Go over the records and copy every line with the string "display".

[RECORDS TO USE — start]

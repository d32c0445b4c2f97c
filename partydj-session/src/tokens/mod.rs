//! Token accounting
//!
//! Per-message token costs and the per-session token budget. Everything in
//! here is pure given an encoder and a configuration.

pub mod accountant;
pub mod budget;

pub use accountant::{prompt_token_count, token_count, BpeEncoder, TokenEncoder, TOKENS_PER_MESSAGE};
pub use budget::TokenBudget;
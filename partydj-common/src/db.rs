//! Database pool initialization

use crate::{Error, Result};
use sqlx::{sqlite::SqlitePoolOptions, SqlitePool};
use std::future::Future;
use std::path::Path;
use std::time::{Duration, Instant};
use tracing::info;

/// Longest single backoff between lock retries
const MAX_BACKOFF_MS: u64 = 1000;

/// Open (or create) the SQLite database at `db_path`
///
/// Schema creation is left to the owning service.
pub async fn init_database_pool(db_path: &Path) -> Result<SqlitePool> {
    let newly_created = !db_path.exists();

    if let Some(parent) = db_path.parent() {
        std::fs::create_dir_all(parent)?;
    }

    let db_url = format!("sqlite://{}?mode=rwc", db_path.display());
    let pool = SqlitePoolOptions::new()
        .max_connections(10)
        .connect(&db_url)
        .await?;

    if newly_created {
        info!("Initialized new database: {}", db_path.display());
    } else {
        info!("Opened existing database: {}", db_path.display());
    }

    // WAL allows concurrent readers with one writer
    sqlx::query("PRAGMA journal_mode = WAL")
        .execute(&pool)
        .await?;

    sqlx::query("PRAGMA busy_timeout = 5000")
        .execute(&pool)
        .await?;

    Ok(pool)
}

/// Open a private in-memory database
///
/// Limited to one connection: every SQLite `:memory:` connection is its own
/// database.
pub async fn init_memory_pool() -> Result<SqlitePool> {
    let pool = SqlitePoolOptions::new()
        .max_connections(1)
        .idle_timeout(None)
        .max_lifetime(None)
        .connect("sqlite::memory:")
        .await?;
    Ok(pool)
}

/// Retry `operation` with exponential backoff while SQLite reports a lock
///
/// Non-lock errors are returned immediately. Gives up once `max_wait_ms`
/// has elapsed.
pub async fn retry_on_lock<F, Fut, T>(operation_name: &str, max_wait_ms: u64, mut operation: F) -> Result<T>
where
    F: FnMut() -> Fut,
    Fut: Future<Output = Result<T>>,
{
    let start = Instant::now();
    let max_duration = Duration::from_millis(max_wait_ms);
    let mut attempt = 0u32;
    let mut backoff_ms = 10u64;

    loop {
        attempt += 1;
        match operation().await {
            Ok(result) => {
                if attempt > 1 {
                    tracing::debug!(
                        operation = operation_name,
                        attempt,
                        elapsed_ms = start.elapsed().as_millis() as u64,
                        "Database operation succeeded after retry"
                    );
                }
                return Ok(result);
            }
            Err(err) if is_lock_error(&err) => {
                let elapsed = start.elapsed();
                if elapsed >= max_duration {
                    tracing::error!(
                        operation = operation_name,
                        attempt,
                        max_wait_ms,
                        "Database operation failed: max retry time exceeded"
                    );
                    return Err(Error::Internal(format!(
                        "Database locked after {} attempts ({} ms elapsed, max {} ms)",
                        attempt,
                        elapsed.as_millis(),
                        max_wait_ms
                    )));
                }

                tracing::warn!(
                    operation = operation_name,
                    attempt,
                    backoff_ms,
                    "Database locked, will retry after backoff"
                );
                tokio::time::sleep(Duration::from_millis(backoff_ms)).await;
                backoff_ms = (backoff_ms * 2).min(MAX_BACKOFF_MS);
            }
            Err(err) => return Err(err),
        }
    }
}

fn is_lock_error(err: &Error) -> bool {
    matches!(err, Error::Database(db_err) if db_err.to_string().contains("database is locked"))
}

#[cfg(test)]
mod tests {
    use super::*;
    use std::sync::atomic::{AtomicU32, Ordering};

    #[tokio::test]
    async fn test_retry_succeeds_first_attempt() {
        let result = retry_on_lock("test_op", 1000, || async { Ok::<i32, Error>(42) }).await;
        assert_eq!(result.unwrap(), 42);
    }

    #[tokio::test]
    async fn test_non_lock_error_is_not_retried() {
        let attempts = AtomicU32::new(0);
        let result: Result<()> = retry_on_lock("test_op", 1000, || {
            attempts.fetch_add(1, Ordering::SeqCst);
            async { Err(Error::InvalidInput("bad".to_string())) }
        })
        .await;
        assert!(matches!(result, Err(Error::InvalidInput(_))));
        assert_eq!(attempts.load(Ordering::SeqCst), 1);
    }

    #[tokio::test]
    async fn test_memory_pool_keeps_data() {
        let pool = init_memory_pool().await.unwrap();
        sqlx::query("CREATE TABLE t (v INTEGER)").execute(&pool).await.unwrap();
        sqlx::query("INSERT INTO t (v) VALUES (7)").execute(&pool).await.unwrap();
        let v: i64 = sqlx::query_scalar("SELECT v FROM t").fetch_one(&pool).await.unwrap();
        assert_eq!(v, 7);
    }
}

[RECORDS TO USE — finish]

WRITTEN RESPONSE:
    let db_url = format!("sqlite://{}?mode=rwc", db_path.display());
        info!("Initialized new database: {}", db_path.display());
        info!("Opened existing database: {}", db_path.display());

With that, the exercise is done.